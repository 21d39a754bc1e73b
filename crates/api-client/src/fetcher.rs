// In crates/api-client/src/fetcher.rs

use core_types::{PriceTable, Timeframe};

use crate::frame::{HIGH, RawFrame};
use crate::provider::MarketDataProvider;
use crate::query::{self, ProviderQuery, ResolvedQuery};
use crate::{DataUnavailableError, Error, Result};

/// Interval used when the caller does not pick one.
pub const DEFAULT_INTERVAL: &str = "hour";
/// Timeframe used for exchange-rate lookups when the caller does not pick one.
pub const DEFAULT_RATE_TIMEFRAME: &str = "1M";

/// Days of intraday history the provider keeps.
const INTRADAY_DAY_LIMIT: u32 = 60;

/// Price-series and exchange-rate retrieval on top of a provider.
///
/// Every call resolves its parameters from scratch and issues its requests
/// one after the other; nothing is cached between calls.
#[derive(Debug, Clone)]
pub struct MarketData<P> {
    provider: P,
}

impl<P: MarketDataProvider> MarketData<P> {
    pub fn new(provider: P) -> Self {
        Self { provider }
    }

    pub fn provider(&self) -> &P {
        &self.provider
    }

    /// Fetches a normalized OHLCV table.
    ///
    /// An empty first answer triggers exactly one retry with daily bars over
    /// the uncapped period. Failures of that retry are logged and ignored.
    pub async fn fetch_stock_data(
        &self,
        symbol: &str,
        timeframe: &str,
        interval: &str,
    ) -> std::result::Result<PriceTable, DataUnavailableError> {
        let query = query::resolve(symbol, timeframe, interval);
        self.load_series(&query)
            .await
            .map_err(|source| DataUnavailableError::new(interval, &query.symbol, source))
    }

    /// Fetches the High of the most recent bar.
    ///
    /// Unlike `fetch_stock_data` there is no retry and no Close repair, and
    /// the timeframe must be one of the recognized labels.
    pub async fn fetch_exchange_rate(
        &self,
        symbol: &str,
        timeframe: &str,
        interval: &str,
    ) -> std::result::Result<f64, DataUnavailableError> {
        // The timeframe is validated before the symbol is resolved.
        let days = timeframe
            .parse::<Timeframe>()
            .map_err(|e| DataUnavailableError::new(interval, symbol, e.into()))?
            .days();

        let query = query::resolve(symbol, timeframe, interval);
        if query.interval.is_intraday() && days > INTRADAY_DAY_LIMIT {
            tracing::warn!(
                interval = %query.interval,
                days,
                limit = INTRADAY_DAY_LIMIT,
                "Limiting intraday data to the provider's history window."
            );
        }

        self.load_rate(&query)
            .await
            .map_err(|source| DataUnavailableError::new(interval, &query.symbol, source))
    }

    async fn load_series(&self, query: &ResolvedQuery) -> Result<PriceTable> {
        // --- 1. Primary request ---
        let mut frame = self.download(&query.primary()).await?;

        // --- 2. One best-effort retry on daily bars ---
        if frame.is_empty() {
            let fallback = query.fallback();
            tracing::warn!(
                symbol = %query.symbol,
                interval = %query.interval,
                "No data returned. Retrying with '1d' interval."
            );
            match self.provider.download(&fallback).await {
                Ok(retried) => frame = retried,
                Err(e) => tracing::warn!(error = %e, "Fallback download failed."),
            }

            if frame.is_empty() {
                return Err(Error::NoData(format!(
                    "No data found for symbol {}. Please ensure you are using the correct ticker symbol (e.g., NVDA for Nvidia, AAPL for Apple).",
                    query.symbol
                )));
            }
        }

        // --- 3. Column layout ---
        frame.flatten_columns();
        if frame.repair_close() {
            tracing::info!(symbol = %query.symbol, "Using 'Adj Close' as 'Close'.");
        }
        let missing = frame.missing_columns();
        if !missing.is_empty() {
            tracing::warn!(symbol = %query.symbol, ?missing, "Missing columns in provider data.");
        }

        // --- 4. Null pruning ---
        frame.drop_nulls();
        if frame.is_empty() {
            return Err(Error::NoData(format!(
                "No complete rows for symbol {} after removing nulls",
                query.symbol
            )));
        }

        let table = frame.to_price_table()?;
        tracing::debug!(symbol = %query.symbol, rows = table.len(), "Price data ready.");
        Ok(table)
    }

    async fn load_rate(&self, query: &ResolvedQuery) -> Result<f64> {
        let mut frame = self.download(&query.primary()).await?;
        if frame.is_empty() {
            return Err(Error::NoData(format!(
                "No data found for symbol {} with {} interval",
                query.symbol, query.interval
            )));
        }

        frame.flatten_to_first_level();
        frame.drop_nulls();

        let high = frame.column(HIGH).ok_or(Error::MissingColumn(HIGH))?;
        high.values
            .last()
            .copied()
            .flatten()
            .ok_or_else(|| Error::NoData(format!("No complete rows for symbol {}", query.symbol)))
    }

    /// Issues one request; any provider error is fatal for the caller.
    async fn download(&self, request: &ProviderQuery) -> Result<RawFrame> {
        tracing::info!(
            symbol = %request.symbol,
            period = %request.period,
            interval = %request.interval,
            "Downloading data."
        );
        self.provider.download(request).await.map_err(|e| {
            tracing::error!(error = %e, provider = self.provider.name(), "Download failed.");
            Error::DownloadFailed {
                provider: self.provider.name(),
                source: Box::new(e),
            }
        })
    }
}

## The task
Which lines run from the first of the listing to the line containing "const INTRADAY_DAY_LIMIT: u32 = 60;"? Reproduce those exactly, both ends included.

## Exercise response
repository 21d39a754bc1e73b
filename crates/api-client/src/fetcher.rs
// In crates/api-client/src/fetcher.rs

use core_types::{PriceTable, Timeframe};

use crate::frame::{HIGH, RawFrame};
use crate::provider::MarketDataProvider;
use crate::query::{self, ProviderQuery, ResolvedQuery};
use crate::{DataUnavailableError, Error, Result};

/// Interval used when the caller does not pick one.
pub const DEFAULT_INTERVAL: &str = "hour";
/// Timeframe used for exchange-rate lookups when the caller does not pick one.
pub const DEFAULT_RATE_TIMEFRAME: &str = "1M";

/// Days of intraday history the provider keeps.
const INTRADAY_DAY_LIMIT: u32 = 60;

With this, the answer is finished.